So yeah, they are pretty distant from another. There is indeed a gradient like you said, but if you desire, it can always be transitioned smoothly utilizing more steps (*spoiler alert!)

Let's look at some short options though

Perhaps you know V or V7 in the new key is a good resolution. So that would be
C# E# G# B (C#7) > F# A# C# (F#maj). If you're curious, my knowledge on what I'm going to do in this post ends here. I have no ideas yet.

What's an unstable chord in Bm? The iidim. C#EG. Could be used as the last chord before resolving back to Bm in the normal 'looping' Bm key progression. (Fig 1)

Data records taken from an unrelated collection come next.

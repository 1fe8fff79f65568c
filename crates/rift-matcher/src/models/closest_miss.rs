//! Diagnostics for requests that matched no pair.

use super::matcher::{RequestMatcher, ResponseDetails};
use super::request::RequestDetails;
use serde::{Deserialize, Serialize};
use serde_json::ser::PrettyFormatter;
use std::collections::BTreeMap;

/// Best-scoring non-matching pair found during a strongest-match scan.
#[derive(Debug, Clone, Default, PartialEq, Deserialize, Serialize)]
#[serde(rename_all = "camelCase")]
pub struct ClosestMiss {
    pub request: RequestDetails,
    pub request_matcher: RequestMatcher,
    pub response: ResponseDetails,
    /// Field names that failed, in evaluation order
    pub missed_fields: Vec<String>,
    /// State at the time of the miss
    pub state: BTreeMap<String, String>,
}

impl ClosestMiss {
    /// Human-readable explanation of the miss.
    ///
    /// The section titles and the four-space JSON indentation are relied on by
    /// existing consumers and must not change.
    pub fn message(&self) -> String {
        format!(
            "\n\nThe following request was made, but was not matched by Hoverfly:\n\n{}\
             \n\nWhilst Hoverfly has the following state:\n\n{}\
             \n\nThe matcher which came closest was:\n\n{}\
             \n\nBut it did not match on the following fields:\n\n[{}]\
             \n\nWhich if hit would have given the following response:\n\n{}",
            pretty(&self.request.view()),
            pretty(&self.state),
            pretty(&self.request_matcher),
            self.missed_fields.join(", "),
            pretty(&self.response),
        )
    }
}

fn pretty<T: Serialize>(value: &T) -> String {
    let mut buf = Vec::new();
    let mut serializer =
        serde_json::Serializer::with_formatter(&mut buf, PrettyFormatter::with_indent(b"    "));
    if value.serialize(&mut serializer).is_err() {
        return String::new();
    }
    String::from_utf8(buf).unwrap_or_default()
}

What if we split that bar in half before the key change and go C#dim > C#7 > F#maj
C#EG > C# E# G# B > F# A# C#
Let's throw the 7th on the C#dim too for a nice sustaining B voice. That can resolve down to the A# of the F#maj and will be nice and strong after sustaining across two chords, a tritone in the second case.
C#E G B > C# E# G# B > F# A# C# (Fig 2)

It works perfectly. The unstable tritone (C#G) in the C#dim is resolved by the chromatic move up to E# and G# in the next chord. The unstable tritone in that (E#B) is resolved by to F#A#.

Even the original C#dim resolves to F#maj quite well without the V7 shared chord inbetween! (Fig 3) C# E G B > F# A# C#
Why? Tritone C#G resolving to C#F#. They almost sound like they could be in the same key...What would that be? F# G A# B C# D# E. Pretty close. Just a b2 and b7 away from F# major. Flat the unused D# too and you have F# phrygian dominant - a mode of B harmonic minor! So you've got a shift from Bm > B harmonic minor / F# phrygian dominant > F# major. This reminds me, that it can be useful to see if there are some closely related alternate scales that may share the goal key chord. Then it just becomes a question of how to shift to a parallel scale in the same key.

*As mentioned above, smoothly using more steps! In this steps were effectively added as a bonus without extending time. No wonder it works so cleanly.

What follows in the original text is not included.